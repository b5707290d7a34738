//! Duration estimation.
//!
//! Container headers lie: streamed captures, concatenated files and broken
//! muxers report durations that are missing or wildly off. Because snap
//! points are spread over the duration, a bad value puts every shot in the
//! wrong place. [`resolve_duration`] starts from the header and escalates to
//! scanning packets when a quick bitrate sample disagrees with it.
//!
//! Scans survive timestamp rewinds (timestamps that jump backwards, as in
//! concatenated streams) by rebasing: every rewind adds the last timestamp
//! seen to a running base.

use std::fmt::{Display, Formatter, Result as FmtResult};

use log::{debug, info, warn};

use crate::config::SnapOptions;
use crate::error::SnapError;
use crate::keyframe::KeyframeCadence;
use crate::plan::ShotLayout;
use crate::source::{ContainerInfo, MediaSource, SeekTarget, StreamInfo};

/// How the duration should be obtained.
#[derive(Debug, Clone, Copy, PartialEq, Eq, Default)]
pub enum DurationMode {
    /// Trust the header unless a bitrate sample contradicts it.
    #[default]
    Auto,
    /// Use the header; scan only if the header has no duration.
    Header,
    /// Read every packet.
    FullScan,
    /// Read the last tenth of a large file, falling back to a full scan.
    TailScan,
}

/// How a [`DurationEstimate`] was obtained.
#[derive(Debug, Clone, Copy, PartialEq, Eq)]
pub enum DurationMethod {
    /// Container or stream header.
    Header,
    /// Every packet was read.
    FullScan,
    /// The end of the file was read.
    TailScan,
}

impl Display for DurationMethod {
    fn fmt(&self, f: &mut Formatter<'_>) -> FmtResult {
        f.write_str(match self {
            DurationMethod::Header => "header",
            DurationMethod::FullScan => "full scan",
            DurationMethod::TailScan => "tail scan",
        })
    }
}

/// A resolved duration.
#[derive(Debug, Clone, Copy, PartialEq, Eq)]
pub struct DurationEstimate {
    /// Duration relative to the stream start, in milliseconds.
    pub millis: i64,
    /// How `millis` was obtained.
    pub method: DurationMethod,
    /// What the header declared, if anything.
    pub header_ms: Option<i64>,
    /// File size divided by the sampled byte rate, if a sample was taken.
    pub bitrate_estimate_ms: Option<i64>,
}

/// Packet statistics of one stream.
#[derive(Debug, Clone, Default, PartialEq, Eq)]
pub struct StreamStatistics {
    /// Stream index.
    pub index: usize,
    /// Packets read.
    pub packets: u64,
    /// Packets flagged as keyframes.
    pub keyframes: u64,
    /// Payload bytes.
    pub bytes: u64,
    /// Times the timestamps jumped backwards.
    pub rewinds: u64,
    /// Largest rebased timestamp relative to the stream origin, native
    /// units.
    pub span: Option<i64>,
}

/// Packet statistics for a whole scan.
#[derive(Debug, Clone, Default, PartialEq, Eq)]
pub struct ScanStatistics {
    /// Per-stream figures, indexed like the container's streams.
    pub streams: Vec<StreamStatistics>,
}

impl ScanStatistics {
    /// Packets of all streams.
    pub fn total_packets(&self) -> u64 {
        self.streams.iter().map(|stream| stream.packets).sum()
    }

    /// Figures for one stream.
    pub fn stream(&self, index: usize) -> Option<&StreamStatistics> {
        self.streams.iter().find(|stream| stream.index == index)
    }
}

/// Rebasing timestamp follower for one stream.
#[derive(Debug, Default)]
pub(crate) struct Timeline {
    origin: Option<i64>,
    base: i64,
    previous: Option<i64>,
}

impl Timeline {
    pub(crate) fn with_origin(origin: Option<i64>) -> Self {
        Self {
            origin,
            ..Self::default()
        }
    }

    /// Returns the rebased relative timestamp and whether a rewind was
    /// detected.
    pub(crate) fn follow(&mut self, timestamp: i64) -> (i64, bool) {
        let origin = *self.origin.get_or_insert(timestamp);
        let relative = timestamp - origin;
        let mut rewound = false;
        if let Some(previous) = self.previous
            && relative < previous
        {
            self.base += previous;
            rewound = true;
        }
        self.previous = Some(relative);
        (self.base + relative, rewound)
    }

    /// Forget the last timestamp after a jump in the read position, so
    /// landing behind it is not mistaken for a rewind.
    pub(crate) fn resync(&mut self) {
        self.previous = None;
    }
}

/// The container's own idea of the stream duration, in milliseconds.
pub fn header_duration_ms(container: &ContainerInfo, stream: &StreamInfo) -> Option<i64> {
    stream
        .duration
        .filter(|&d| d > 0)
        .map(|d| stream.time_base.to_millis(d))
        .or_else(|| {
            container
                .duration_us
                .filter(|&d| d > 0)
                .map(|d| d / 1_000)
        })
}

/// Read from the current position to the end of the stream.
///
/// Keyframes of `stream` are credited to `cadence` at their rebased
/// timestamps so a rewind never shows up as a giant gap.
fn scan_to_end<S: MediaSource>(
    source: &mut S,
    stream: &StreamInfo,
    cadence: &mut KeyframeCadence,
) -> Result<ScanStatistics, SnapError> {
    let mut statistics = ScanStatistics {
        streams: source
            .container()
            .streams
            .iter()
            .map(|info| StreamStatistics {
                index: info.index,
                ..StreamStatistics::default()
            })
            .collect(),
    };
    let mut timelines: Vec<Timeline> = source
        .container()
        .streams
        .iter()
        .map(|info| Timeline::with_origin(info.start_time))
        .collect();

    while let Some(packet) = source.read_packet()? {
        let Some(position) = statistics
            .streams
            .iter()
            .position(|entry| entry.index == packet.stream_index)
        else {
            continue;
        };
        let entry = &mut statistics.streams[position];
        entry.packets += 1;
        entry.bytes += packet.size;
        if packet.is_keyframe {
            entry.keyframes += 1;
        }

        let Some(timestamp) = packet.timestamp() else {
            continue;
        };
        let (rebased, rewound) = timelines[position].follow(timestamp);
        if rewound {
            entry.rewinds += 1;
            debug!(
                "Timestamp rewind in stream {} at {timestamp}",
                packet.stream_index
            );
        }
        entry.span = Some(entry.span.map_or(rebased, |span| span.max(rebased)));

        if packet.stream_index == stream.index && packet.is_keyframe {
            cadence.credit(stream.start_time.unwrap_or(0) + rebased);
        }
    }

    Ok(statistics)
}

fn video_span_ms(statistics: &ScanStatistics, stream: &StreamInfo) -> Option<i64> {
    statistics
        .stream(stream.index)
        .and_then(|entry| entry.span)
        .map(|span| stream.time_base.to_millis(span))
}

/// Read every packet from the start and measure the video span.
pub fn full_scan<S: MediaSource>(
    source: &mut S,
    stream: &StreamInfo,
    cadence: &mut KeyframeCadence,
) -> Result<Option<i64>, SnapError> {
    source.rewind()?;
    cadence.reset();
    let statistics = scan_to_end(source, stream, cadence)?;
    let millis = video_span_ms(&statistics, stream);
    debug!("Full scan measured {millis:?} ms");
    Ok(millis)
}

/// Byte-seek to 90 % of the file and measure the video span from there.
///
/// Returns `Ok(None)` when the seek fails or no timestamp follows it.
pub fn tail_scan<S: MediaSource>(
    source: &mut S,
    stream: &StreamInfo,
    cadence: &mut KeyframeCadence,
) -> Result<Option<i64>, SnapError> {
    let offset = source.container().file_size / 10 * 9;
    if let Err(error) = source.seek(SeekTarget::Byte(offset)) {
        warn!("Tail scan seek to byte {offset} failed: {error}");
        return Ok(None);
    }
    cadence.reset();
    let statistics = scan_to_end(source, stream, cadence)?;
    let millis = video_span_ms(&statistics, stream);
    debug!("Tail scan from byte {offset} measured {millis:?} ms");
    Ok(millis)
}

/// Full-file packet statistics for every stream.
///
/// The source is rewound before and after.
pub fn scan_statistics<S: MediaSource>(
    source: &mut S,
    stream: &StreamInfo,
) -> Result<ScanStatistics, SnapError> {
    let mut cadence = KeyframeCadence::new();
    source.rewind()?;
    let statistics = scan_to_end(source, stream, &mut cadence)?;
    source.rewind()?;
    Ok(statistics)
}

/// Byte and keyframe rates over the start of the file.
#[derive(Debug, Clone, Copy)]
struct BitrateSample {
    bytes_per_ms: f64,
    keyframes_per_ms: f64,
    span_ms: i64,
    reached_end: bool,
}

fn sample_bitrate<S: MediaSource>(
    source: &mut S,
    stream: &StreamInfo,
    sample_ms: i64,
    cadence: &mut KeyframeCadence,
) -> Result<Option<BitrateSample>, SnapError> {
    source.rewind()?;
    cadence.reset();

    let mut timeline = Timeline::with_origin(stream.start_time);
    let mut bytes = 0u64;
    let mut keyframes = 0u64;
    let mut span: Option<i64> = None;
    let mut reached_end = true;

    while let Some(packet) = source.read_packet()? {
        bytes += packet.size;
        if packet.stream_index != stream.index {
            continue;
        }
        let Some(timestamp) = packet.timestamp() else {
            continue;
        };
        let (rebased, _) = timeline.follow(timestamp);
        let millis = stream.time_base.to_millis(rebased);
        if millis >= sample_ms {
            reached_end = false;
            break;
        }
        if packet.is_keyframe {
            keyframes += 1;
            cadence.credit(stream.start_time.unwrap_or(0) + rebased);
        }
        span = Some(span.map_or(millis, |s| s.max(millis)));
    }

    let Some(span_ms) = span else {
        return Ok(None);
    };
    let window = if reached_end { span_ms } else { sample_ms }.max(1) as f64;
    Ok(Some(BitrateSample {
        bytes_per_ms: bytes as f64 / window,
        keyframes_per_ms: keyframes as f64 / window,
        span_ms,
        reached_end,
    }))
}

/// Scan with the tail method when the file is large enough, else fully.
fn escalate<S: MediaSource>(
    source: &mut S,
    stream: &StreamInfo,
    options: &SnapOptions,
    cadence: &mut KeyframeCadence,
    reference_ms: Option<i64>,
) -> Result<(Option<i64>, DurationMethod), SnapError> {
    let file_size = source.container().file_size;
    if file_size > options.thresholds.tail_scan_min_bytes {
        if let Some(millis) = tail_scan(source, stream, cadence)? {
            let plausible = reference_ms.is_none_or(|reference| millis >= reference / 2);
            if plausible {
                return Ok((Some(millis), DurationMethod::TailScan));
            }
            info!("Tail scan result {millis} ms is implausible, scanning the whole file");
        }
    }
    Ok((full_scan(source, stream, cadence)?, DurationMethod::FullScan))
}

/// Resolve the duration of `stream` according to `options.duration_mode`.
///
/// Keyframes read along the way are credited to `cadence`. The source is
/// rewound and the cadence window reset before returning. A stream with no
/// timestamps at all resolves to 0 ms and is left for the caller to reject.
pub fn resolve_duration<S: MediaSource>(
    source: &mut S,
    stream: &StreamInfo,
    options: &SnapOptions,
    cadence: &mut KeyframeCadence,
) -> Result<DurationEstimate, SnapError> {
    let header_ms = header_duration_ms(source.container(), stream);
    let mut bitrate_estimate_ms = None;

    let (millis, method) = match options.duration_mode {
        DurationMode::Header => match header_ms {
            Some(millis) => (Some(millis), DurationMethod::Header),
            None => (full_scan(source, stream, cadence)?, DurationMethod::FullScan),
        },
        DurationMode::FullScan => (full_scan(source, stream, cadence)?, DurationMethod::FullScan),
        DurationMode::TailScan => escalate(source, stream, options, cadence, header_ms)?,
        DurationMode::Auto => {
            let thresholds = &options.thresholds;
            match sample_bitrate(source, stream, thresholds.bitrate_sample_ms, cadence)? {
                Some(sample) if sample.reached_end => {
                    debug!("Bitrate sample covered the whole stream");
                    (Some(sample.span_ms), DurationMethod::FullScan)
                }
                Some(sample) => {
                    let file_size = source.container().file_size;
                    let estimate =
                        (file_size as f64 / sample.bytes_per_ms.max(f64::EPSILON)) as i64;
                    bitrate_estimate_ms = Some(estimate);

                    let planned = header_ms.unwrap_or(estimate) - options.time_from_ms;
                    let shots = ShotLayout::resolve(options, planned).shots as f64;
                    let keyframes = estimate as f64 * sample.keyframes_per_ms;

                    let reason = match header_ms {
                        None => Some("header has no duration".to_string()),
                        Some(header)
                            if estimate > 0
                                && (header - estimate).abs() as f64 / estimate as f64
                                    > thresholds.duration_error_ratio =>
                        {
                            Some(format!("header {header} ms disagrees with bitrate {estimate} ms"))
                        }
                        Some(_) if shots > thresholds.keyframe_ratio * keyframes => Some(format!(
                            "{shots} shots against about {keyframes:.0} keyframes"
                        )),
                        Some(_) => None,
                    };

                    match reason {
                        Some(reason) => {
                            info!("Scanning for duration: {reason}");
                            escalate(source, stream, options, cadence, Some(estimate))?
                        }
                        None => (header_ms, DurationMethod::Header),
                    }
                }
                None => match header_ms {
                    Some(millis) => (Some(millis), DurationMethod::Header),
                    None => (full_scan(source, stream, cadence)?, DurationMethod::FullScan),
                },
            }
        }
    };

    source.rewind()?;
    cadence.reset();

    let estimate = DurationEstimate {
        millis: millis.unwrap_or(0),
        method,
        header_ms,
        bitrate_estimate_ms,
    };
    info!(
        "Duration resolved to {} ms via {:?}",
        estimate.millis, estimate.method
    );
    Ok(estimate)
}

= = =

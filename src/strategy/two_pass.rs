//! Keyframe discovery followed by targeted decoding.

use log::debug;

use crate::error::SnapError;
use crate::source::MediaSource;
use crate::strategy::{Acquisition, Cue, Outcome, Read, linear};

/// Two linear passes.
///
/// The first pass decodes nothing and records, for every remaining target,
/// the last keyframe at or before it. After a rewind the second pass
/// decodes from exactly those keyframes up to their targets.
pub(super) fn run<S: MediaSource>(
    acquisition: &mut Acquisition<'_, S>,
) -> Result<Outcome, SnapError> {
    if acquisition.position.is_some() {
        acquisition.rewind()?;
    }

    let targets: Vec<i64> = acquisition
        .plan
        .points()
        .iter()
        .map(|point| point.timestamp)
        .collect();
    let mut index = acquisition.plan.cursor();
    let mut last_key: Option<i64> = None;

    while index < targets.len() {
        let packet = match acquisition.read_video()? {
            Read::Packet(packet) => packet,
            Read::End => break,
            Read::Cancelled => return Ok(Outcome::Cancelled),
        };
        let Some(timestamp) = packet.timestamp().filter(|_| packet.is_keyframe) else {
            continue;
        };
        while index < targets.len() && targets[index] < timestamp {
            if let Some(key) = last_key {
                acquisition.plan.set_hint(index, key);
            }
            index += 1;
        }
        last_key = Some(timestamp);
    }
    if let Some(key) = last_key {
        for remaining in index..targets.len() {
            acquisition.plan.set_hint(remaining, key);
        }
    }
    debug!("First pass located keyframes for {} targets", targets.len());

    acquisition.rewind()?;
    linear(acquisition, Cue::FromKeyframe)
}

= = =

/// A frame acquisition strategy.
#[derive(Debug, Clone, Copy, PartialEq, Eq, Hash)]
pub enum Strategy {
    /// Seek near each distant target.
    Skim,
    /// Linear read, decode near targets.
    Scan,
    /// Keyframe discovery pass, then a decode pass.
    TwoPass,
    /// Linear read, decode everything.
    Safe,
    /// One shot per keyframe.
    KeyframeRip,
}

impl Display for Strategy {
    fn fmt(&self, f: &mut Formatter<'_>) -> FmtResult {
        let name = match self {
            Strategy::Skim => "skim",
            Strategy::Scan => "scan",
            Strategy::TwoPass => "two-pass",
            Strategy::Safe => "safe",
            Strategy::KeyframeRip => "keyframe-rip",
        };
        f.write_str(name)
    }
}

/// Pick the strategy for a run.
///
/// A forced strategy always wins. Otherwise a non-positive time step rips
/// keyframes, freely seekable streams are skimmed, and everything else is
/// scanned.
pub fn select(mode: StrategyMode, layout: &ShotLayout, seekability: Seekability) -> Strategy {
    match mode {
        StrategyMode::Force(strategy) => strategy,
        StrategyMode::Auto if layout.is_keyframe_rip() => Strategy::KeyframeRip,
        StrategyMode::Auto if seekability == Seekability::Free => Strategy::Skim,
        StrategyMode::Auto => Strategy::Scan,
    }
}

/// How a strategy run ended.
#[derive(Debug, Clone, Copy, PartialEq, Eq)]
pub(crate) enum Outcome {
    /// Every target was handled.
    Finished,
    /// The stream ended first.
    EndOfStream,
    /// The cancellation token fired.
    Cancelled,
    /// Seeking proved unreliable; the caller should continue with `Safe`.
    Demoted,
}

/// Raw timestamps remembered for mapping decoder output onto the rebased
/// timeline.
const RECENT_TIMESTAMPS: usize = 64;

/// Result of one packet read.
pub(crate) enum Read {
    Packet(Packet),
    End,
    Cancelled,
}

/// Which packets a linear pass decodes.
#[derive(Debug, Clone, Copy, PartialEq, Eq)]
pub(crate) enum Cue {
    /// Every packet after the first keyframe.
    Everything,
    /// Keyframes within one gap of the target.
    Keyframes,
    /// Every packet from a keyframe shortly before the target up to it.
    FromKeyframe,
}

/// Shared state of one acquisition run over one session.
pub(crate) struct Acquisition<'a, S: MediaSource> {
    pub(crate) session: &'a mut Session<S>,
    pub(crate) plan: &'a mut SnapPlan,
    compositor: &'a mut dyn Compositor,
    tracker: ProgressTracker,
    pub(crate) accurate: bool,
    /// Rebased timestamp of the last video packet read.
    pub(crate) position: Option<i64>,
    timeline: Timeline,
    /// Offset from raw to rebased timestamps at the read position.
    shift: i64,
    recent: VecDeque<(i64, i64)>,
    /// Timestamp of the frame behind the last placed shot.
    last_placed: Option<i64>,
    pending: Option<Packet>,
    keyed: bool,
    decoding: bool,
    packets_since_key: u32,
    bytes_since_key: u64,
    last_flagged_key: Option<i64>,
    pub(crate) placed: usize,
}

= = =

In the data above, start at the line that has "let keyframes = estimate", stop after the line that has "Some(_) if shots", and print every line in between exactly as it stands.

                    let keyframes = estimate as f64 * sample.keyframes_per_ms;

                    let reason = match header_ms {
                        None => Some("header has no duration".to_string()),
                        Some(header)
                            if estimate > 0
                                && (header - estimate).abs() as f64 / estimate as f64
                                    > thresholds.duration_error_ratio =>
                        {
                            Some(format!("header {header} ms disagrees with bitrate {estimate} ms"))
                        }
                        Some(_) if shots > thresholds.keyframe_ratio * keyframes => Some(format!(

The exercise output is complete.